Chemokines synergize in the recruitment of circulating neutrophils into inflamed tissue.

The innate immune response against micro-organisms is mediated by phagocytes, attracted by chemokines and other G protein-coupled receptor (GPCR) ligands. Originally, we observed increased neutrophil migration by the interaction of inflammatory CXC chemokines such as IL-8/CXCL8 and granulocyte chemotactic protein (GCP)-2/CXCL6 with regakine-1, a CC chemokine constitutively present in plasma. We here demonstrate statistically significant synergy between regakine-1 and the neutrophil attractants C5a or IL-8/CXCL8 in inducing neutrophil shape change and migration under agarose.

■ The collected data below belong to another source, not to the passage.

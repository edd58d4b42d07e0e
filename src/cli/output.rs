use serde::Serialize;

use crate::model::progress::ProjectProgress;
use crate::model::recommendation::{Recommendation, RecommendationOrigin, RecommendedTask};
use crate::model::snapshot::Snapshot;
use crate::model::task::{Priority, Status, Task};
use crate::tui::format::{RowLayout, format_row, progress_bar};
use crate::util::unicode::display_width;

// ---------------------------------------------------------------------------
// JSON output structs
// ---------------------------------------------------------------------------

#[derive(Serialize)]
pub struct TaskJson<'a> {
    pub id: &'a str,
    pub title: &'a str,
    pub status: Status,
    pub priority: Priority,
    pub progress: u8,
    #[serde(skip_serializing_if = "Vec::is_empty")]
    pub dependencies: Vec<&'a str>,
    #[serde(skip_serializing_if = "Vec::is_empty")]
    pub subtasks: Vec<TaskJson<'a>>,
}

#[derive(Serialize)]
pub struct TaskListJson<'a> {
    pub source: String,
    pub tasks: Vec<TaskJson<'a>>,
}

#[derive(Serialize)]
#[serde(tag = "state", rename_all = "snake_case")]
pub enum NextJson<'a> {
    Task {
        origin: RecommendationOrigin,
        task: &'a RecommendedTask,
    },
    AllComplete,
    Demo {
        task: &'a RecommendedTask,
    },
}

#[derive(Serialize)]
pub struct ProgressJson<'a> {
    pub source: String,
    #[serde(flatten)]
    pub progress: &'a ProjectProgress,
}

// ---------------------------------------------------------------------------
// Conversion helpers
// ---------------------------------------------------------------------------

pub fn task_to_json(task: &Task) -> TaskJson<'_> {
    TaskJson {
        id: &task.id,
        title: &task.title,
        status: task.status,
        priority: task.priority,
        progress: task.progress(),
        dependencies: task.dependencies.iter().map(String::as_str).collect(),
        subtasks: task.subtasks.iter().map(task_to_json).collect(),
    }
}

pub fn next_to_json(rec: &Recommendation) -> NextJson<'_> {
    match rec {
        Recommendation::Task { task, origin } => NextJson::Task {
            origin: *origin,
            task,
        },
        Recommendation::AllComplete => NextJson::AllComplete,
        Recommendation::Demo(task) => NextJson::Demo { task },
    }
}

// ---------------------------------------------------------------------------
// Text formatting
// ---------------------------------------------------------------------------

/// One formatted row per task, subtasks indented beneath
pub fn format_task_list(tasks: &[&Task], title_width: usize) -> String {
    let top = RowLayout::for_tasks(tasks.iter().copied(), title_width);
    // subtask rows are indented by two, so both id columns share one right edge
    let sub_ids = tasks
        .iter()
        .copied()
        .flat_map(|t| &t.subtasks)
        .map(|s| display_width(&s.id) + 2)
        .max()
        .unwrap_or(0);
    let id_width = top.id_width.max(sub_ids);
    let layout = RowLayout { id_width, ..top };
    let sub_layout = RowLayout {
        id_width: id_width - 2,
        ..top
    };

    let mut lines = Vec::new();
    for task in tasks {
        lines.push(format_row(task, layout));
        for sub in &task.subtasks {
            lines.push(format!("  {}", format_row(sub, sub_layout)));
        }
    }
    lines.join("\n")
}

/// `?` stands in for anything the source did not report
pub fn format_progress(snapshot: &Snapshot) -> String {
    fn or_unknown<T: ToString>(v: Option<T>) -> String {
        v.map_or_else(|| "?".to_string(), |v| v.to_string())
    }

    let p = &snapshot.progress;
    let task_bar = p.tasks.percentage.map(progress_bar).unwrap_or_default();
    let sub_bar = p.subtasks.percentage.map(progress_bar).unwrap_or_default();
    let counts = p.tasks.counts;
    let subs = p.subtasks.counts;
    [
        format!("Source:   {}", snapshot.source.label()),
        format!(
            "Tasks:    {task_bar} {}%  done {}  in-progress {}  pending {}",
            or_unknown(p.tasks.percentage),
            or_unknown(counts.map(|c| c.done)),
            or_unknown(counts.map(|c| c.in_progress)),
            or_unknown(counts.map(|c| c.pending)),
        ),
        format!(
            "Subtasks: {sub_bar} {}%  {}/{} done",
            or_unknown(p.subtasks.percentage),
            or_unknown(subs.map(|c| c.completed)),
            or_unknown(subs.map(|c| c.total)),
        ),
    ]
    .join("\n")
}
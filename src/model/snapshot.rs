use std::path::PathBuf;

use super::progress::ProjectProgress;
use super::recommendation::Recommendation;
use super::task::Task;

/// Which provider produced a result
#[derive(Debug, Clone, PartialEq, Eq)]
pub enum SourceKind {
    /// Structured task file at this path
    TaskFile(PathBuf),
    /// The external listing command's table
    ListCommand,
    /// The external "next task" report
    NextCommand,
    /// Hardcoded demonstration data
    Demo,
}

impl SourceKind {
    pub fn label(&self) -> String {
        match self {
            SourceKind::TaskFile(path) => path.display().to_string(),
            SourceKind::ListCommand => "list command".to_string(),
            SourceKind::NextCommand => "next command".to_string(),
            SourceKind::Demo => "demo data".to_string(),
        }
    }
}

/// One immutable refresh result. Replaced wholesale on the next cycle.
#[derive(Debug, Clone)]
pub struct Snapshot {
    /// Stamp of the refresh cycle that produced this snapshot
    pub generation: u64,
    pub source: SourceKind,
    pub tasks: Vec<Task>,
    pub progress: ProjectProgress,
    pub recommendation: Recommendation,
}

impl Snapshot {
    /// Find a top-level task by id (string comparison)
    pub fn find_task(&self, id: &str) -> Option<&Task> {
        self.tasks.iter().find(|t| t.id == id)
    }
}
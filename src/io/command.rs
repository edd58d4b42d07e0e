use std::io::ErrorKind;
use std::process::Stdio;
use std::time::Duration;

use async_trait::async_trait;
use tokio::process::Command;

use crate::io::sources::SourceError;

/// Runs the external task tool and returns its stdout as plain text.
///
/// Any failure (missing binary, non-zero exit, timeout) comes back as a
/// `SourceError`; callers treat all of them as "source unavailable".
#[async_trait]
pub trait CommandRunner: Send + Sync {
    async fn run(&self, args: &[&str], limit: Duration) -> Result<String, SourceError>;

    /// Program name, for hints shown to the user
    fn program(&self) -> &str;
}

/// Spawns the real task tool as a child process
#[derive(Debug, Clone)]
pub struct ProcessRunner {
    program: String,
}

impl ProcessRunner {
    pub fn new(program: impl Into<String>) -> Self {
        ProcessRunner {
            program: program.into(),
        }
    }

    fn describe(&self, args: &[&str]) -> String {
        std::iter::once(self.program.as_str())
            .chain(args.iter().copied())
            .collect::<Vec<_>>()
            .join(" ")
    }
}

#[async_trait]
impl CommandRunner for ProcessRunner {
    async fn run(&self, args: &[&str], limit: Duration) -> Result<String, SourceError> {
        let command_line = self.describe(args);
        let mut command = Command::new(&self.program);
        command
            .args(args)
            .stdin(Stdio::null())
            .stdout(Stdio::piped())
            .stderr(Stdio::null())
            .kill_on_drop(true);

        tracing::debug!(command = %command_line, "running external command");
        let output = match tokio::time::timeout(limit, command.output()).await {
            Err(_) => {
                return Err(SourceError::Timeout {
                    command: command_line,
                    after_secs: limit.as_secs(),
                });
            }
            Ok(Err(e)) if e.kind() == ErrorKind::NotFound => {
                return Err(SourceError::MissingProgram {
                    program: self.program.clone(),
                });
            }
            Ok(Err(e)) => {
                return Err(SourceError::SpawnError {
                    command: command_line,
                    source: e,
                });
            }
            Ok(Ok(output)) => output,
        };

        if !output.status.success() {
            return Err(SourceError::CommandFailed {
                command: command_line,
                status: output.status,
            });
        }

        Ok(strip_ansi_escapes::strip_str(String::from_utf8_lossy(
            &output.stdout,
        )))
    }

    fn program(&self) -> &str {
        &self.program
    }
}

In addition, regakine-1 attracted human bone marrow granulocytes and enhanced their chemotactic response to IL-8/CXCL8 in a dose-dependent manner. Thus, plasma chemokines may regulate the number of circulating leukocytes under homeostatic conditions and may facilitate extra recruitment of bone marrow neutrophils during inflammation. Indeed, in vivo, regakine-1 provoked a mild neutrophilia in rabbits upon intravenous injection. We also observed that the CC chemokines regakine-1 and monocyte chemotactic protein-3/CCL7 as well as the CXC chemokine stromal cell-derived factor-1alpha/CXCL12 co-operated with murine GCP-2 after intraperitoneal co-administration to increase neutrophil influx in mice. These data demonstrate that inducible and constitutive GPCR ligands synergize to enhance inflammation and facilitate a more effective immune response.